BoDream in Early Sea Trials

So, I’m in this altered state – and then 3 ships show up almost at the same time. I’m sure their radar and AIS (Automated Identification System) were wondering what the hell is going on here … this boat is flying past us and can’t hold a steady course. Around that point, with the wind shifting 10 degrees back and forth, I finally called “Chicken!” – and decided I’d best roll up the A5.

I’m not sure where the upper limits are with these chutes yet, and whether the limit is the boat or me, but they are buggers to roll at 20 knots. But, I made the argument to myself, “Hey, you’re tired, it’s blowing 25, you’re sailing at 15 knots, there’s 3 ships after you, two more on the radar and three light blips on the horizon … and you don’t know if you can get this thing rolled up? Good time, I’d say to give it a try! And if you can’t, well, we can figure out how to bail out of here, because hitting a freighter is NOT on the bucket list!”

Well, I got it rolled up all fine, and commenced sailing under the mainsail alone at 9-10 knots – until I got past those freighters.

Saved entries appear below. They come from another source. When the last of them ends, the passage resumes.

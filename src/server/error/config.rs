use thiserror::Error;

#[derive(Error, Debug)]
pub enum ConfigError {
    /// Required environment variable is not set.
    ///
    /// The application requires this environment variable to be defined. Check the
    /// `.env.example` file for required configuration variables.
    #[error("Missing required environment variable: {0}")]
    MissingEnvVar(String),

    /// Environment variable is set but its value cannot be parsed.
    #[error("Invalid value '{value}' for environment variable {name}")]
    InvalidEnvVar {
        /// Name of the offending variable
        name: String,
        /// The raw value that failed to parse
        value: String,
    },

    /// A component could not be built from otherwise valid configuration.
    ///
    /// Raised for rate limiter, CORS origin, or SMTP relay construction failures.
    #[error("Invalid configuration: {0}")]
    Invalid(String),
}
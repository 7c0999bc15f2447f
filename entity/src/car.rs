use sea_orm::entity::prelude::*;

use crate::sea_orm_active_enums::{CarVerificationStatus, ComfortLevel};

#[derive(Clone, Debug, PartialEq, Eq, DeriveEntityModel)]
#[sea_orm(table_name = "car")]
pub struct Model {
    #[sea_orm(primary_key)]
    pub id: i32,
    pub driver_id: i32,
    pub make: String,
    pub model: String,
    pub year: Option<i32>,
    pub color: Option<String>,
    #[sea_orm(unique)]
    pub license_plate: String,
    pub seats_count: i32,
    pub comfort_level: ComfortLevel,
    pub verification_status: CarVerificationStatus,
    pub rejection_reason: Option<String>,
    pub is_default: bool,
    pub created_at: DateTimeUtc,
    pub updated_at: DateTimeUtc,
}

#[derive(Copy, Clone, Debug, EnumIter, DeriveRelation)]
pub enum Relation {
    #[sea_orm(
        belongs_to = "super::user::Entity",
        from = "Column::DriverId",
        to = "super::user::Column::Id",
        on_update = "Cascade",
        on_delete = "Cascade"
    )]
    User,
    #[sea_orm(has_many = "super::trip::Entity")]
    Trip,
}

impl Related<super::user::Entity> for Entity {
    fn to() -> RelationDef {
        Relation::User.def()
    }
}

impl Related<super::trip::Entity> for Entity {
    fn to() -> RelationDef {
        Relation::Trip.def()
    }
}

impl ActiveModelBehavior for ActiveModel {}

65 miles to West Palm. Right now, I’m seeing 8 freighters around me. I’ve figured out that this is a staging area, and they’re all just sitting here … moving a couple of knots in one direction or another … so even more important NOT to hit one. My friend Alan would never let me live that down … “You hit a freighter that wasn’t moving!?”

So … half a can of coke and two cookies to get me through the next few miles and into clearer water. Really … how much fun can one guy have?!

A DAY LATER - As I write this, I’m mid-way through the Providence Passage that separates the Northern and Southern Bahamas. This is a highly trafficked area, as commercial ships and private vessels travel through it to open ocean and down to where I came from or across the Atlantic. After the excitement of last night, the day passed fairly uneventfully except for a couple of cruise liners passing. At night and close to port, they generally aren’t moving much as the distance between ports of call for them is short, and so what they typically do is to leave the port around sunset and arrive in the morning, which means finding a calm place to basically “float” for the night.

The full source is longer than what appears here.